Founded in 2009 by school friends David Mytton and Harry Wincup, Server Density provides a Software-as-a-Service to help companies run and monitor their server infrastructure. It syncs with major cloud providers to monitor websites and servers from a single console, API and mobile app, thus offering the ability to diagnose problems and maintain uptime and server performance. It works both on-premise and via the cloud.

The company makes money by charging a monthly fee based on the number of systems monitored. In terms of traction, Server Density claims to monitor over 300TB of data per month for its 1000+ customers. Specifically, it says it will be investing in key product areas such as enhancing its big data analytics function to “leverage the billions of metrics data it collects daily.”

Co-founder David Mytton tells me that the company’s clients include the U.K.’s National Health Service (NHS), for whom it monitors the 999 emergency response systems for the country’s ambulance service.
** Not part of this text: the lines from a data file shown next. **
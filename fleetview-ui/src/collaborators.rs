//! Browser implementations of the controller collaborators

use async_trait::async_trait;
use fleetview_common::action::{Confirmation, Confirmer, FormModal, Navigator, Notice, NoticeLevel, Notifier};
use fleetview_common::controller::Collaborators;
use futures::channel::oneshot;
use leptos::*;
use std::cell::RefCell;
use std::rc::Rc;

/// Native `window.confirm` dialog
pub struct BrowserConfirmer;

#[async_trait(?Send)]
impl Confirmer for BrowserConfirmer {
    async fn confirm(&self, confirmation: &Confirmation) -> bool {
        let message = format!("{}\n\n{}", confirmation.title, confirmation.message);
        web_sys::window()
            .and_then(|w| w.confirm_with_message(&message).ok())
            .unwrap_or(false)
    }
}

/// Router navigation; build inside a routed component
pub struct RouterNavigator {
    navigate: Rc<dyn Fn(&str)>,
}

impl RouterNavigator {
    pub fn new() -> Self {
        let navigate = leptos_router::use_navigate();
        Self {
            navigate: Rc::new(move |path: &str| navigate(path, Default::default())),
        }
    }
}

impl Navigator for RouterNavigator {
    fn navigate(&self, path: &str) {
        logging::log!("Navigating to {}", path);
        (self.navigate)(path);
    }
}

#[derive(Clone, Debug, PartialEq)]
pub struct Toast {
    pub id: u64,
    pub notice: Notice,
}

/// Transient notifications shown in the corner of every page
#[derive(Clone, Copy)]
pub struct Toasts {
    items: RwSignal<Vec<Toast>>,
    next_id: StoredValue<u64>,
}

const TOAST_MILLIS: u32 = 5_000;

impl Toasts {
    pub fn new() -> Self {
        Self {
            items: create_rw_signal(Vec::new()),
            next_id: store_value(0),
        }
    }

    pub fn items(&self) -> ReadSignal<Vec<Toast>> {
        self.items.read_only()
    }

    pub fn dismiss(&self, id: u64) {
        self.items.try_update(|items| items.retain(|t| t.id != id));
    }

    fn push(&self, notice: Notice) {
        let id = self.next_id.get_value();
        self.next_id.set_value(id + 1);
        self.items.update(|items| items.push(Toast { id, notice }));

        let toasts = *self;
        spawn_local(async move {
            gloo_timers::future::TimeoutFuture::new(TOAST_MILLIS).await;
            toasts.dismiss(id);
        });
    }
}

impl Notifier for Toasts {
    fn notify(&self, notice: Notice) {
        if notice.level == NoticeLevel::Error {
            logging::warn!("{}", notice.message);
        }
        self.push(notice);
    }
}

#[component]
pub fn ToastStack(toasts: Toasts) -> impl IntoView {
    view! {
        <div class="toast-stack">
            <For
                each=move || toasts.items().get()
                key=|toast| toast.id
                children=move |toast| {
                    let class = match toast.notice.level {
                        NoticeLevel::Success => "toast toast-success",
                        NoticeLevel::Error => "toast toast-error",
                    };
                    view! {
                        <div class=class on:click=move |_| toasts.dismiss(toast.id)>
                            {toast.notice.message.clone()}
                        </div>
                    }
                }
            />
        </div>
    }
}

/// A modal form driven by a controller.
///
/// `show` publishes the initial value as the draft and waits until the modal
/// calls [`ModalSlot::finish`]; a newer `show` cancels the older one.
pub struct ModalSlot<C: 'static> {
    draft: RwSignal<Option<C>>,
    reply: RefCell<Option<oneshot::Sender<Option<C>>>>,
}

impl<C: Clone + 'static> ModalSlot<C> {
    pub fn new() -> Rc<Self> {
        Rc::new(Self {
            draft: create_rw_signal(None),
            reply: RefCell::new(None),
        })
    }

    /// Value being edited, `None` while the modal is closed
    pub fn draft(&self) -> RwSignal<Option<C>> {
        self.draft
    }

    pub fn edit(&self, change: impl FnOnce(&mut C)) {
        self.draft.update(|draft| {
            if let Some(draft) = draft {
                change(draft);
            }
        });
    }

    /// Close the modal, submitting the draft or cancelling
    pub fn finish(&self, submit: bool) {
        let value = if submit { self.draft.get_untracked() } else { None };
        self.draft.set(None);
        if let Some(reply) = self.reply.borrow_mut().take() {
            let _ = reply.send(value);
        }
    }
}

#[async_trait(?Send)]
impl<C: Clone + 'static> FormModal<C> for ModalSlot<C> {
    async fn show(&self, initial: C) -> Option<C> {
        let (tx, rx) = oneshot::channel();
        if let Some(previous) = self.reply.borrow_mut().replace(tx) {
            let _ = previous.send(None);
        }
        self.draft.set(Some(initial));
        rx.await.ok().flatten()
    }
}

/// Collaborators for a page mounted under the router
pub fn page_collaborators() -> Collaborators {
    let toasts = use_context::<Toasts>().unwrap_or_else(Toasts::new);
    Collaborators {
        confirmer: Rc::new(BrowserConfirmer),
        notifier: Rc::new(toasts),
        navigator: Rc::new(RouterNavigator::new()),
    }
}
The open source CMS company Drupal also uses Server Density to monitor the servers powering its online community, and Algolia is another customer, using the SaaS to monitor their hosted search API.

He cites competitors as New Relic, which focuses on application performance rather than infrastructure, and Datadog. There are also numerous competitors that have been acquired, including Stack Driver (Google), Pingdom and Librato (SolarWinds), CopperEgg, and Boundary (BMC).

In a statement Mytton says: “I’m excited about this new round because it will allow us to invest in key areas while still maintaining the efficient, bootstrapped model that got us to where we are today. Raising money at this stage means we can continue our own style of running the business but with added resources to build an even better product.”